Además de la cura está la prevención, para la cual parecen fundamentales los test. Según datos oficiales publicados en 2016 por Montevideo Portal, la salud pública uruguaya, la Administración de los Servicios de Salud del Estado (ASSE), tiene 36% de los socios, seguida por Médica Uruguaya, con sólo 8%. La diferencia es abismal. Si a eso le sumamos que hay 20% de uruguayos que no figuran en los datos, lo que coincide aproximadamente con la tasa de trabajadores informales, podemos concluir que alrededor de la mitad de la población residente en Uruguay es usuaria de la salud pública. Sin embargo, según datos de Sudestada, solamente el Sanatorio Americano (cuyo lema es “Centro de referencia en medicina superior”) actualmente tiene capacidad para hacer más test diarios –800– que todo ASSE. ¿No será momento de poner todos los insumos del país al servicio del interés general? Imaginación.

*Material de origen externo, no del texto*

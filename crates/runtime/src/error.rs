use crate::config::ConfigError;
use crate::middleware::StepKind;
use crate::model::ProviderError;
use crate::tools::ToolError;
use schema::{FieldError, ValidationErrors};
use serde_json::Value;
use std::fmt;
use thiserror::Error;

/// What kind of definition a lookup missed.
#[derive(Debug, Clone, Copy, PartialEq, Eq)]
pub enum DefinitionKind {
    Function,
    Tool,
}

impl fmt::Display for DefinitionKind {
    fn fmt(&self, f: &mut fmt::Formatter<'_>) -> fmt::Result {
        match self {
            Self::Function => f.write_str("function"),
            Self::Tool => f.write_str("tool"),
        }
    }
}

/// Every failure an execution can end with.
///
/// This enum is marked `#[non_exhaustive]` to allow adding new variants
/// in future versions without breaking downstream code.
#[derive(Debug, Error)]
#[non_exhaustive]
pub enum Error {
    /// Caller or model-supplied input does not match a function/tool schema.
    #[error("invalid input for {target}: {errors}")]
    InputValidation {
        target: String,
        errors: ValidationErrors,
    },

    /// The prompt template could not be rendered.
    #[error("prompt compilation failed: {0}")]
    PromptCompilation(String),

    /// The model backend failed.
    #[error(transparent)]
    Provider(#[from] ProviderError),

    /// No parseable JSON could be recovered from the model's text.
    #[error("unparseable model output: {message}")]
    OutputParsing { message: String, raw: String },

    /// Parsed output does not match the envelope or output schema.
    #[error("model output failed validation: {errors}")]
    OutputValidation {
        output: Value,
        errors: ValidationErrors,
    },

    /// A tool returned a value that does not match its output schema.
    ///
    /// Same taxonomy kind as [`Error::OutputValidation`], but never retried
    /// by the default predicate since the tool is deterministic here.
    #[error("tool {tool_name} returned invalid output: {errors}")]
    ToolOutputValidation {
        tool_name: String,
        output: Value,
        errors: ValidationErrors,
    },

    /// A tool's own code failed.
    #[error("tool {tool_name} failed: {source}")]
    ToolExecution {
        tool_name: String,
        input: Value,
        #[source]
        source: ToolError,
    },

    /// A function or tool name is not registered.
    #[error("{kind} not found: {name}")]
    DefinitionNotFound { kind: DefinitionKind, name: String },

    /// A retryable failure outlived the attempt budget.
    #[error("gave up after {attempts} attempts: {last_error}")]
    MaxRetriesExceeded {
        attempts: u32,
        #[source]
        last_error: Box<Error>,
    },

    /// The LLM/tool loop hit its iteration ceiling.
    #[error("no final answer within {limit} iterations")]
    MaxIterations { limit: u32 },

    /// The model answered with an `error` envelope.
    #[error("model reported an error: {0}")]
    Llm(String),

    /// A middleware ended a step without an outcome.
    #[error("{0} step ended by middleware without output")]
    Aborted(StepKind),

    #[error("cache error: {0}")]
    Cache(String),

    #[error("event sink error: {0}")]
    Sink(String),

    #[error(transparent)]
    Config(#[from] ConfigError),

    #[error(transparent)]
    Schema(#[from] schema::Error),

    #[error(transparent)]
    Storage(#[from] storage::Error),
}

impl Error {
    /// Default retry predicate.
    ///
    /// Transient provider failures and malformed or mismatched model output
    /// are worth another attempt; everything deterministic is not.
    pub fn is_retryable(&self) -> bool {
        match self {
            Self::Provider(e) => e.is_retryable(),
            Self::OutputParsing { .. } | Self::OutputValidation { .. } => true,
            _ => false,
        }
    }

    /// The failure underneath any retry exhaustion wrapper.
    pub fn root_cause(&self) -> &Error {
        match self {
            Self::MaxRetriesExceeded { last_error, .. } => last_error.root_cause(),
            other => other,
        }
    }

    /// Stable name of the error kind, used in events and logs.
    pub fn kind(&self) -> &'static str {
        match self {
            Self::InputValidation { .. } => "input_validation",
            Self::PromptCompilation(_) => "prompt_compilation",
            Self::Provider(_) => "provider",
            Self::OutputParsing { .. } => "output_parsing",
            Self::OutputValidation { .. } | Self::ToolOutputValidation { .. } => "output_validation",
            Self::ToolExecution { .. } => "tool_execution",
            Self::DefinitionNotFound { .. } => "definition_not_found",
            Self::MaxRetriesExceeded { .. } => "max_retries_exceeded",
            Self::MaxIterations { .. } => "max_iterations",
            Self::Llm(_) => "llm",
            Self::Aborted(_) => "aborted",
            Self::Cache(_) => "cache",
            Self::Sink(_) => "sink",
            Self::Config(_) => "config",
            Self::Schema(_) => "schema",
            Self::Storage(_) => "storage",
        }
    }

    pub(crate) fn input(target: impl Into<String>, errors: ValidationErrors) -> Self {
        Self::InputValidation {
            target: target.into(),
            errors,
        }
    }

    pub(crate) fn unparseable(message: impl Into<String>, raw: impl Into<String>) -> Self {
        Self::OutputParsing {
            message: message.into(),
            raw: raw.into(),
        }
    }

    /// Output mismatch with a single root-level reason.
    pub(crate) fn mismatch(output: Value, message: impl Into<String>) -> Self {
        Self::OutputValidation {
            output,
            errors: ValidationErrors::single(FieldError::root(message)),
        }
    }
}

pub type Result<T> = std::result::Result<T, Error>;

#[cfg(test)]
mod tests {
    use super::*;
    use std::time::Duration;

    #[test]
    fn default_predicate_follows_taxonomy() {
        assert!(Error::from(ProviderError::Timeout(Duration::from_secs(1))).is_retryable());
        assert!(Error::unparseable("no json", "hello").is_retryable());
        assert!(Error::mismatch(Value::Null, "bad").is_retryable());

        assert!(!Error::input("adder", ValidationErrors::default()).is_retryable());
        assert!(!Error::PromptCompilation("missing".into()).is_retryable());
        assert!(
            !Error::ToolExecution {
                tool_name: "rng".into(),
                input: Value::Null,
                source: ToolError::Execution("boom".into()),
            }
            .is_retryable()
        );
        assert!(
            !Error::DefinitionNotFound {
                kind: DefinitionKind::Tool,
                name: "nope".into()
            }
            .is_retryable()
        );
        assert!(!Error::MaxIterations { limit: 3 }.is_retryable());
    }

    #[test]
    fn tool_output_mismatch_names_the_tool() {
        let err = Error::ToolOutputValidation {
            tool_name: "RNG".into(),
            output: Value::Null,
            errors: ValidationErrors::single(FieldError::root("expected integer")),
        };
        assert_eq!(err.kind(), "output_validation");
        assert!(!err.is_retryable());
        assert!(err.to_string().starts_with("tool RNG returned invalid output"));
    }

    #[test]
    fn root_cause_unwraps_exhaustion() {
        let err = Error::MaxRetriesExceeded {
            attempts: 3,
            last_error: Box::new(Error::unparseable("no json", "prose")),
        };
        assert!(matches!(err.root_cause(), Error::OutputParsing { .. }));
        assert_eq!(err.kind(), "max_retries_exceeded");
        assert_eq!(err.root_cause().kind(), "output_parsing");
    }

    #[test]
    fn display_names_missing_definition() {
        let err = Error::DefinitionNotFound {
            kind: DefinitionKind::Tool,
            name: "RNG".into(),
        };
        assert_eq!(err.to_string(), "tool not found: RNG");
    }

    #[test]
    fn source_chain_reaches_last_error() {
        use std::error::Error as _;
        let err = Error::MaxRetriesExceeded {
            attempts: 2,
            last_error: Box::new(Error::Llm("refused".into())),
        };
        let source = err.source().expect("exhaustion keeps its cause");
        assert!(source.to_string().contains("refused"));
    }
}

Y esta es solamente la dimensión sanitaria de un problema político. No cabe ya hablar sobre la indigencia de la política internacional y ecológica. Se continúa razonando a través de una lógica que busca con tenacidad fingir que esto es superficial, como un paréntesis en el texto. No por maldad, sino porque el pensamiento poderoso se basa en el cálculo predictivo y, súbitamente, todo dejó de ser calculable y predecible. Es por eso que se busca con tenacidad la vuelta a la normalidad, y así seguir calculando y prediciendo. Todavía se sigue hablando bajo las mismas coordenadas en una, de nuevo, huida hacia adelante con tal de no admitir el cambio o de admitirlo a través de oxímoros tales como “nueva normalidad”. Quizás el mayor peligro no sea el virus, sino que nos lleguen a convencer de que efectivamente podemos seguir huyendo.